▶ **Task prompt**: Among the records below, find the line that has "let args: Vec<String>"; from there, give the lines again exactly, and stop after the line that has "table and exit".
Segment Open
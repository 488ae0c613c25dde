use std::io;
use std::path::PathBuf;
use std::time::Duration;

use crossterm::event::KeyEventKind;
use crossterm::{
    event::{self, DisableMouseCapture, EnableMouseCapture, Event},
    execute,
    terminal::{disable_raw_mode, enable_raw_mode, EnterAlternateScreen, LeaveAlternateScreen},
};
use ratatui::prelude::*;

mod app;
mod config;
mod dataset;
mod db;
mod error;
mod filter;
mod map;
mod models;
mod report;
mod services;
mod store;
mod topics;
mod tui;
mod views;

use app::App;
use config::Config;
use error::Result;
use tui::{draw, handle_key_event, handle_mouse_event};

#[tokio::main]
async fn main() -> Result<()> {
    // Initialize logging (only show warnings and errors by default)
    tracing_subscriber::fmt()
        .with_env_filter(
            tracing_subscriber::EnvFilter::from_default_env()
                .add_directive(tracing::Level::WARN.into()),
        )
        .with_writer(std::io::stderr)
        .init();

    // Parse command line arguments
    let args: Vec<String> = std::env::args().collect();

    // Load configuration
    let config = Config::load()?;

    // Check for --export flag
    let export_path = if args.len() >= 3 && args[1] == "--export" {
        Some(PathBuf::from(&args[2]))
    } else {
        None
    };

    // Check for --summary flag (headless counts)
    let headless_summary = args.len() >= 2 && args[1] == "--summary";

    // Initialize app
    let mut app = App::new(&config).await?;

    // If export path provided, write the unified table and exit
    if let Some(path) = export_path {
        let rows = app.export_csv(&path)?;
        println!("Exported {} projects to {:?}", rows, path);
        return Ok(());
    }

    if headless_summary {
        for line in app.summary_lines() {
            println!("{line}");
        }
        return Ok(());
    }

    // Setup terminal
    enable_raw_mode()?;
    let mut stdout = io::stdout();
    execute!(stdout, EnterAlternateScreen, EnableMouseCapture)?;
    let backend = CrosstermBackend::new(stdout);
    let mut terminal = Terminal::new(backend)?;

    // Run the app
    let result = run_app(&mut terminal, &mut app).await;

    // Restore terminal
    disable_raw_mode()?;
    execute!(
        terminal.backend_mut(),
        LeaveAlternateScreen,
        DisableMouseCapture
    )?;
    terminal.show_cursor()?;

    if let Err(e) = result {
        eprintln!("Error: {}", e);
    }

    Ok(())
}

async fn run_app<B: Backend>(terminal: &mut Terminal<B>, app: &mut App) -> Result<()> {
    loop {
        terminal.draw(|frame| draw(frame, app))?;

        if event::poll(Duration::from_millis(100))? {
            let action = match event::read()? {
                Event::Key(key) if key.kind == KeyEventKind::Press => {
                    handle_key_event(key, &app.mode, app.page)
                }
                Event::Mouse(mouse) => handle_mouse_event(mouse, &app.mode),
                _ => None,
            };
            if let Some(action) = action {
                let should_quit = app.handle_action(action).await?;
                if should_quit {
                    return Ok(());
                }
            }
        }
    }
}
Segment Closed
Segment Open
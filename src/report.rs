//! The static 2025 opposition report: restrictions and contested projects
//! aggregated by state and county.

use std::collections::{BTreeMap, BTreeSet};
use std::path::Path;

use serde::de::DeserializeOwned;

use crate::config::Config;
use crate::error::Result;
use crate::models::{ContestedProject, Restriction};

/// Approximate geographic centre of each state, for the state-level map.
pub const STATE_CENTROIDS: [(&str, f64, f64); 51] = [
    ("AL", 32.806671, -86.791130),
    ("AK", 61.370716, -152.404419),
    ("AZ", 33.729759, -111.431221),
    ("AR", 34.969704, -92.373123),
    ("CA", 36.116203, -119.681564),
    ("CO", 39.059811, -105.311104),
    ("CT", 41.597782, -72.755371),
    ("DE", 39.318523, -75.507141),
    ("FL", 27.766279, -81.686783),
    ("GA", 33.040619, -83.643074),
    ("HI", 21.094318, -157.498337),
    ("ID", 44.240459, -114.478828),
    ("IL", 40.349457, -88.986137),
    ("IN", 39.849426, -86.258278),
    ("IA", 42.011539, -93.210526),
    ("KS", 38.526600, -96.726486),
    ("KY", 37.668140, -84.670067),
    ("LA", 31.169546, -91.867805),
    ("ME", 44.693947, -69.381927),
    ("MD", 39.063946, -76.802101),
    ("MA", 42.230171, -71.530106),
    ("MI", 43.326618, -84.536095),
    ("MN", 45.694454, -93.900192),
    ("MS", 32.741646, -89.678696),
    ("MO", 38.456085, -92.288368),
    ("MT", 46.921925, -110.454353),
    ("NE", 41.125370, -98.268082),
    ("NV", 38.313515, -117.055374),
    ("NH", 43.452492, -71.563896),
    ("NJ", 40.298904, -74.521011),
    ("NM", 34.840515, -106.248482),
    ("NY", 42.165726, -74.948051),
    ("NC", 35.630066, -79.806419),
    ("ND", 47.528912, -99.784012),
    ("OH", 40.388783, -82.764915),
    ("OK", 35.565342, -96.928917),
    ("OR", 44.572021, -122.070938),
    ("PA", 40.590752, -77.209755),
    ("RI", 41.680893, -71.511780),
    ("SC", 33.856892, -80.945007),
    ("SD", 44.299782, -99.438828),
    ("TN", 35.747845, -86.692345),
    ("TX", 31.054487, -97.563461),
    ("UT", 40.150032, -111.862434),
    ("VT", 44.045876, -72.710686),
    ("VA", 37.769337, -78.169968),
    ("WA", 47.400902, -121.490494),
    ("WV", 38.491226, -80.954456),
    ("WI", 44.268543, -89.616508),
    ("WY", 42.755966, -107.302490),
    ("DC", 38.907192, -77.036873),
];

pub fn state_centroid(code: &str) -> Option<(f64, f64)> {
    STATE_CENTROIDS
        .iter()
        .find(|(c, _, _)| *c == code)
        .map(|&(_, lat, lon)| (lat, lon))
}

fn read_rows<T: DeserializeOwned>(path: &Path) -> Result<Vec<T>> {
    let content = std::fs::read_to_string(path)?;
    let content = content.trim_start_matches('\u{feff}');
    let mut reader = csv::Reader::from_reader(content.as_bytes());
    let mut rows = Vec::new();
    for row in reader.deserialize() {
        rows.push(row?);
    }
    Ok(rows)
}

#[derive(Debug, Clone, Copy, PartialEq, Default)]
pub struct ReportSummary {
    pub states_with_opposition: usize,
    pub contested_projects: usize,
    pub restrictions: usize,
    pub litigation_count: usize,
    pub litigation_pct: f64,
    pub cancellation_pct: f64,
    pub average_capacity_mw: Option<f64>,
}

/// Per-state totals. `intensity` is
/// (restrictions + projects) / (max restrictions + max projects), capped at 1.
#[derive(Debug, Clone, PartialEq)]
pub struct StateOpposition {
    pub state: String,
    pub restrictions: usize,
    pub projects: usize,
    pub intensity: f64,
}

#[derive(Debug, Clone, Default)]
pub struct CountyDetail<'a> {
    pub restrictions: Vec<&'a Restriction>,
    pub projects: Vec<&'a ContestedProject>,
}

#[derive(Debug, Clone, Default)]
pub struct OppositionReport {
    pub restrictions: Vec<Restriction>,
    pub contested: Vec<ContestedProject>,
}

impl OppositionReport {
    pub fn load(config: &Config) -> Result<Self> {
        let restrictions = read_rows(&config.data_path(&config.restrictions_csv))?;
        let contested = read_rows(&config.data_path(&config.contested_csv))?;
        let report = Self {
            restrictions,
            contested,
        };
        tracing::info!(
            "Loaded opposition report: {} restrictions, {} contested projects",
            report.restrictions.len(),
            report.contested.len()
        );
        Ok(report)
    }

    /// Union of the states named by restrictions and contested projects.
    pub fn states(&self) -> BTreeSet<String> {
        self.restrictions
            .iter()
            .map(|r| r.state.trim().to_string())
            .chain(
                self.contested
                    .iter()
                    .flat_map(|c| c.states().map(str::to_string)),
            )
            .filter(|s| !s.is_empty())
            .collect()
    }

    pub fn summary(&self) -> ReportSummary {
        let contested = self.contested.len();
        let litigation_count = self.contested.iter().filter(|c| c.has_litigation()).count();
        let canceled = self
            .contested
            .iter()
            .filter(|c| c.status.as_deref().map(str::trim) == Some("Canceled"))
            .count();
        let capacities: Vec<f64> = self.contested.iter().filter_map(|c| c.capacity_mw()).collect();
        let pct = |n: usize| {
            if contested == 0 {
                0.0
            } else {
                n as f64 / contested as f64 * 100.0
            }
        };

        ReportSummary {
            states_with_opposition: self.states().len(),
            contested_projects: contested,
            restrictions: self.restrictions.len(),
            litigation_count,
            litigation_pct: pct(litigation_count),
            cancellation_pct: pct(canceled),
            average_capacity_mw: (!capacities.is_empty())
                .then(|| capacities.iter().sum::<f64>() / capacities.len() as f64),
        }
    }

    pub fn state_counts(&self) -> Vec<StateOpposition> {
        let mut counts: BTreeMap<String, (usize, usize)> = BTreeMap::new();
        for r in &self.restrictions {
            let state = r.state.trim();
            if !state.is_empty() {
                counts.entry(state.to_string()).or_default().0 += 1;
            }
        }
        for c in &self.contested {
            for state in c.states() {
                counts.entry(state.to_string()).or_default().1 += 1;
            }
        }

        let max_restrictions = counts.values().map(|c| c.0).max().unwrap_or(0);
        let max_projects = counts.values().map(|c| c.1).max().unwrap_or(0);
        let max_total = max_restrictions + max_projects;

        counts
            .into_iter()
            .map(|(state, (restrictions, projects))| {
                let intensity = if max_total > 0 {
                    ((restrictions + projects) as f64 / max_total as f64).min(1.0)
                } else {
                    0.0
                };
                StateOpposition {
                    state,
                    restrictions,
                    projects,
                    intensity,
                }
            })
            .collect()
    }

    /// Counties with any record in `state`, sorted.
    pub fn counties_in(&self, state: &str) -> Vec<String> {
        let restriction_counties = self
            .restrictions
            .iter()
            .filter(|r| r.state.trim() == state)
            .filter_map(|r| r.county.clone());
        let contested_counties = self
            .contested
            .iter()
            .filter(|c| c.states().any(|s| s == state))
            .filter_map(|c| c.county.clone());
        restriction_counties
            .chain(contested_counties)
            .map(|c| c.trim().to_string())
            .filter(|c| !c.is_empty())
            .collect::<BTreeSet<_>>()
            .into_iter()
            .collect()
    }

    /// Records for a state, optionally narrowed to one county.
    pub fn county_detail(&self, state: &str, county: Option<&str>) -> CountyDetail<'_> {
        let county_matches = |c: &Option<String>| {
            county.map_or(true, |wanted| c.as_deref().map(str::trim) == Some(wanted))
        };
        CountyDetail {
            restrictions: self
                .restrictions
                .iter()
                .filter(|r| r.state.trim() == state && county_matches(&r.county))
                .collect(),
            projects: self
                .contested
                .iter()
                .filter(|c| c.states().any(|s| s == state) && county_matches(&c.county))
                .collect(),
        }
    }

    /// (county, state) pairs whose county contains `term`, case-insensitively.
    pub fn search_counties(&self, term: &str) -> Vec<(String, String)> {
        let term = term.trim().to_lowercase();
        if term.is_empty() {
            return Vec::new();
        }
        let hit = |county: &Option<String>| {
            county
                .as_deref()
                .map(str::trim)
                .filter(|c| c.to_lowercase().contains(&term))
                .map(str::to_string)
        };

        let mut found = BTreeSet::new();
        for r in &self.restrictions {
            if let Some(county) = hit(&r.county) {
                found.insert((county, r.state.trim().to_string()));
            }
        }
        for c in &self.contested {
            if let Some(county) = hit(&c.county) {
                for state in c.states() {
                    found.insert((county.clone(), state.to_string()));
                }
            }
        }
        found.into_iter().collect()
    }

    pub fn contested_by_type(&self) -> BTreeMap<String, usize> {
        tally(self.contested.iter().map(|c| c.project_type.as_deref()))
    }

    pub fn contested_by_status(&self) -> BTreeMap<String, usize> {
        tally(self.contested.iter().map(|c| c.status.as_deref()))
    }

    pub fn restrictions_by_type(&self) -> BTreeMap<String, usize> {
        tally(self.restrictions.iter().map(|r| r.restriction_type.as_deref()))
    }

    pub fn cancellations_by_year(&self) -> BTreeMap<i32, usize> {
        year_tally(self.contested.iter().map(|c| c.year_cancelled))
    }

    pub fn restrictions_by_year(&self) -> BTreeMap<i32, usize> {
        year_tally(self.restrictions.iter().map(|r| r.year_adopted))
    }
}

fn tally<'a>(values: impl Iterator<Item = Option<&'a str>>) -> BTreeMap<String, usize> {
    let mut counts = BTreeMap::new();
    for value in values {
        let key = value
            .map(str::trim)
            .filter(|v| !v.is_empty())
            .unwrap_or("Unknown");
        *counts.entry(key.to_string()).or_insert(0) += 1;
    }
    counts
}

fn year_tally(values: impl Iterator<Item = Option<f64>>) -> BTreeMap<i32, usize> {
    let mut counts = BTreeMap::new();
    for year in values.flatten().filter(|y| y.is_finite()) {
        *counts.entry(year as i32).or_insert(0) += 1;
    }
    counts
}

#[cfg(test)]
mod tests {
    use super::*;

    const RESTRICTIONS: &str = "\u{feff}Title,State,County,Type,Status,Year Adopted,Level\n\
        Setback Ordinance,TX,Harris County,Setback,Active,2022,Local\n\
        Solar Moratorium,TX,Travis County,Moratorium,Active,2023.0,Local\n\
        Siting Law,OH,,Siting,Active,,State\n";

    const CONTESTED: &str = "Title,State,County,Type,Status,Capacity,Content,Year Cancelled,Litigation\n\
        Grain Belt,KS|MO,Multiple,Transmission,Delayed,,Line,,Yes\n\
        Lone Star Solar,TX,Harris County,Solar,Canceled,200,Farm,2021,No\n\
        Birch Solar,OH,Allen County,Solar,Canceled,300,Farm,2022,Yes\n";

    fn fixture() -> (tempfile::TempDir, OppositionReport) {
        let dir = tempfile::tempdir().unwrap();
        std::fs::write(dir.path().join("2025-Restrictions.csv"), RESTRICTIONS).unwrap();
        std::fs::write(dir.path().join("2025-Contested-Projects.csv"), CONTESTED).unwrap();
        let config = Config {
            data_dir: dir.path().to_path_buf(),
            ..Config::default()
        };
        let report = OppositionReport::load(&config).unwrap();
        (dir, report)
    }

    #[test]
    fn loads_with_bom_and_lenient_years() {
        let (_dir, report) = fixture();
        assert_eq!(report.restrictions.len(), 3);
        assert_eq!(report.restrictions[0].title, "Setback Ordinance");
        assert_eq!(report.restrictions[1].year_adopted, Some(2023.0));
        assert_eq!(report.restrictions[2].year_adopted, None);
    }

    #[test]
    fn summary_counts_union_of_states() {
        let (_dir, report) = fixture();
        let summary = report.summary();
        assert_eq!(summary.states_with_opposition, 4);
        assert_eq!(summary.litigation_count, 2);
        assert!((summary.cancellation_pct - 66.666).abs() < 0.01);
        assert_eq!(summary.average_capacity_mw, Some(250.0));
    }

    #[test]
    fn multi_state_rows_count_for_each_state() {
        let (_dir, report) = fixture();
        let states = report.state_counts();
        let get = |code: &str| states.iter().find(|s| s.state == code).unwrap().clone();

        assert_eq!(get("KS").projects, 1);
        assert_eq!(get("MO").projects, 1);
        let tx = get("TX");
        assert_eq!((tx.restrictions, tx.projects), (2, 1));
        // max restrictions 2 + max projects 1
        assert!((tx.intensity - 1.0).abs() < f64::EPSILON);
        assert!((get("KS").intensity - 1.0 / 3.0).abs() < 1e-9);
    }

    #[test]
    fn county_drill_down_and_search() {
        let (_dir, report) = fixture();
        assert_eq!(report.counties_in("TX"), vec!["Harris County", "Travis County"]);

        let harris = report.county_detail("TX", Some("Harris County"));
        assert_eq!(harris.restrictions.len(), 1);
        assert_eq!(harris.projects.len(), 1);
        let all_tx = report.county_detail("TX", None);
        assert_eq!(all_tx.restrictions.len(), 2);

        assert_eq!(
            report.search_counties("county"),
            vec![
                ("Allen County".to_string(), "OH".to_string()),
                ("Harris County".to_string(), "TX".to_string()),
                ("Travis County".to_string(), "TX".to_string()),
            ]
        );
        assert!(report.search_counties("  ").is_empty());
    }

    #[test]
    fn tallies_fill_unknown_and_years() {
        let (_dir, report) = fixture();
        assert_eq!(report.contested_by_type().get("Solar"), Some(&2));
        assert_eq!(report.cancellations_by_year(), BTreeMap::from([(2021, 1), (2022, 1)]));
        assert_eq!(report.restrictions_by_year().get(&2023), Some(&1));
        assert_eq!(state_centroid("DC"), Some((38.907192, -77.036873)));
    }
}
Segment Closed
▶ **Exercise result**:
    let args: Vec<String> = std::env::args().collect();

    // Load configuration
    let config = Config::load()?;

    // Check for --export flag
    let export_path = if args.len() >= 3 && args[1] == "--export" {
        Some(PathBuf::from(&args[2]))
    } else {
        None
    };

    // Check for --summary flag (headless counts)
    let headless_summary = args.len() >= 2 && args[1] == "--summary";

    // Initialize app
    let mut app = App::new(&config).await?;

    // If export path provided, write the unified table and exit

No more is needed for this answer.